# Peut-être la maison n’était-elle pas encore assez chaude ?



## simenon

Bonjour, 
j'ai un doute sur le sens d'une phrase qui apparaît dans le roman de Simenon, _Les soeurs Lacroix._ Dans ce roman il est question d'une grande famille qui vit dans la même maison: deux soeurs avec leur fils et leurs maris (en fait un mari car l'autre vit à l'etranger). Il y a beaucoup de sous-entendus, de rancoeurs anciens, etc. dans la famille. Un soir, quand les autre sont déjà couchés, Mathilde (une des soeurs) a une rude discussion avec son mari à propos de sa rélation (de long durée) avec sa soeur. Sa soeur Poldine entend mais sans comprendre ce qu'ils disent exactement. Le matin suivant la famille se reveille. 
"Poldine, dans la salle à manger, guettait l’arrivée de sa soeur, cherchait aussitôt un indice sur le visage de celle-ci. 
Mais le moment n’était pas encore venu. [...]"
Après le petit dejeuner, les fils sortent, le mari de Mathilde va travailler dans son atelier au dernier étage (il est peintre) et les deux soeur restent seules. 
"Poldine regarda sa soeur avec plus d’insistance. Elle semblait dire : — Voilà ! Nous sommes seules. Tu peux parler… Mathilde hésitait.
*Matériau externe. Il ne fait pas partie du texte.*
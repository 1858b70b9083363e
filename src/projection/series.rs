//! Year-by-year projection series

use serde::{Deserialize, Serialize};

use super::growth::calculate_projected_value_with_composition;

/// Projected value at the end of a given year
#[derive(Debug, Clone, Copy, PartialEq, Serialize, Deserialize)]
pub struct ProjectionPoint {
    pub year: u32,
    pub value: f64,
}

/// Lazy sequence of yearly projected values for years `1..=points`.
///
/// Each value is computed from the starting value, so the series holds
/// no running state beyond its position and can be restarted or cloned.
#[derive(Debug, Clone)]
pub struct ProjectionSeries {
    start_value: f64,
    yearly_rate_pct: f64,
    points: u32,
    next_year: u32,
}

impl ProjectionSeries {
    pub fn new(start_value: f64, yearly_rate_pct: f64, points: u32) -> Self {
        Self {
            start_value,
            yearly_rate_pct,
            points,
            next_year: 1,
        }
    }

    /// Rewind to the first year
    pub fn restart(&mut self) {
        self.next_year = 1;
    }

    pub fn start_value(&self) -> f64 {
        self.start_value
    }

    pub fn yearly_rate_pct(&self) -> f64 {
        self.yearly_rate_pct
    }
}

impl Iterator for ProjectionSeries {
    type Item = ProjectionPoint;

    fn next(&mut self) -> Option<ProjectionPoint> {
        if self.next_year > self.points {
            return None;
        }

        let year = self.next_year;
        self.next_year += 1;
        Some(ProjectionPoint {
            year,
            value: calculate_projected_value_with_composition(self.start_value, self.yearly_rate_pct, year as f64),
        })
    }

    fn size_hint(&self) -> (usize, Option<usize>) {
        let remaining = if self.next_year > self.points {
            0
        } else {
            (self.points - self.next_year + 1) as usize
        };
        (remaining, Some(remaining))
    }
}

impl ExactSizeIterator for ProjectionSeries {}

/// Projection of `current_value` for `points` consecutive years
pub fn generate_projection_data(current_value: f64, yearly_rate_pct: f64, points: u32) -> ProjectionSeries {
    ProjectionSeries::new(current_value, yearly_rate_pct, points)
}
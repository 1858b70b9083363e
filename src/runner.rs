//! Batch runner for evaluating many portfolios
//!
//! Each portfolio is independent, so batches are spread across threads.
//! Results come back in input order.

use rayon::prelude::*;

use crate::config::EngineConfig;
use crate::investment::Investment;
use crate::portfolio::{InvestmentStatistics, PortfolioEngine};

/// Pre-configured runner sharing one valuation date across a batch
///
/// # Example
/// ```ignore
/// let runner = BatchRunner::new(EngineConfig::default());
/// let results = runner.run_batch(&[household_a, household_b]);
/// ```
#[derive(Debug, Clone)]
pub struct BatchRunner {
    engine: PortfolioEngine,
}

impl BatchRunner {
    pub fn new(config: EngineConfig) -> Self {
        Self {
            engine: PortfolioEngine::new(config),
        }
    }

    /// Statistics for a single portfolio
    pub fn run(&self, investments: &[Investment]) -> InvestmentStatistics {
        self.engine.statistics(investments)
    }

    /// Statistics for each portfolio, computed in parallel
    pub fn run_batch(&self, portfolios: &[Vec<Investment>]) -> Vec<InvestmentStatistics> {
        log::info!(
            "Evaluating {} portfolios as of {}",
            portfolios.len(),
            self.engine.as_of()
        );

        portfolios
            .par_iter()
            .map(|investments| self.engine.statistics(investments))
            .collect()
    }

    /// Engine used for every run
    pub fn engine(&self) -> &PortfolioEngine {
        &self.engine
    }
}

impl Default for BatchRunner {
    fn default() -> Self {
        Self::new(EngineConfig::default())
    }
}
Elle fut certainement sur le point de tout raconter. Peut-être la maison n’était-elle pas encore assez chaude ?
— Il faut que j’aille soigner Geneviève ! murmura-t-elle". 
Et elle s'en va dans la chambre de sa fille qui est malade.
Ce que je me demande est le sens de la question "Peut-être la maison n’était-elle pas encore assez chaude ?" Est-ce que, à votre avis, elle pense vraiment que la maison (l'atmosphère de la maison) n'est pas encore assez chaude pour affronter cette discussion? Ou on veut dire le contraire, c'est-à-dire que l'atmosphere est déjà trop chaude et il vaut mieu laisser tomber pour l'instant la question? 
Merci


----------



## Yendred

Je pense qu'il faut comprendre ici "_la maison_" au sens de "_la famille_", et "_être chaud_" au sens de "_être prêt / être motivé / avoir envie_".


----------



## Maître Capello

Je comprends plutôt cette phrase au sens propre : comme c'est le matin, la température dans la maison est encore fraîche et n'est donc pas encore très propice aux discussions profondes.


----------



## simenon

Merci à tous le deux. Personellement je crois qu'il s'agit d'une métaphore et non pas du sens propre, mais en touts cas mon doute ne portait pas tellement sur cela, mais plutot sur le ton de la question (je n'arrive pas à bien expliquer ce que je veux dire). Si le sens est métaphorique, cela signifie: "Elle fut certainement sur le point de tout raconter. Mais puis elle ne le fit pas parce qu'elle pensait que la maison n’était pas encore assez chaude"? Ou bien: "Elle fut certainement sur le point de tout raconter. Mais puis elle ne le fit pas parce qu'elle pensait que la maison était déjà assez chaude (et que il valait mieux éviter d'enflammer encore plus l'atmosphère)"?


----------



## Yendred

C'est difficile de deviner si la volonté de l'auteur est que cette phrase soit ironique sous forme d'euphémisme.
En tout cas, elle ne porte pas en elle-même cette connotation. Le ton général du reste du récit peut aider à comprendre le sens voulu.


----------



## Reynald

À première lecture, et au vu de ce seul extrait, je comprends plutôt la phrase comme MC (sens propre). Il ne règne pas encore dans la maison une chaleur agréable, une température douce qui inciterait à s'installer confortablement et à se faire des confidences.


----------



## Piotr Ivanovitch

Yendred said:


> Je pense qu'il faut comprendre ici "_la maison_" au sens de "_la famille_", et "_être chaud_" au sens de "_être prêt / être motivé / avoir envie_".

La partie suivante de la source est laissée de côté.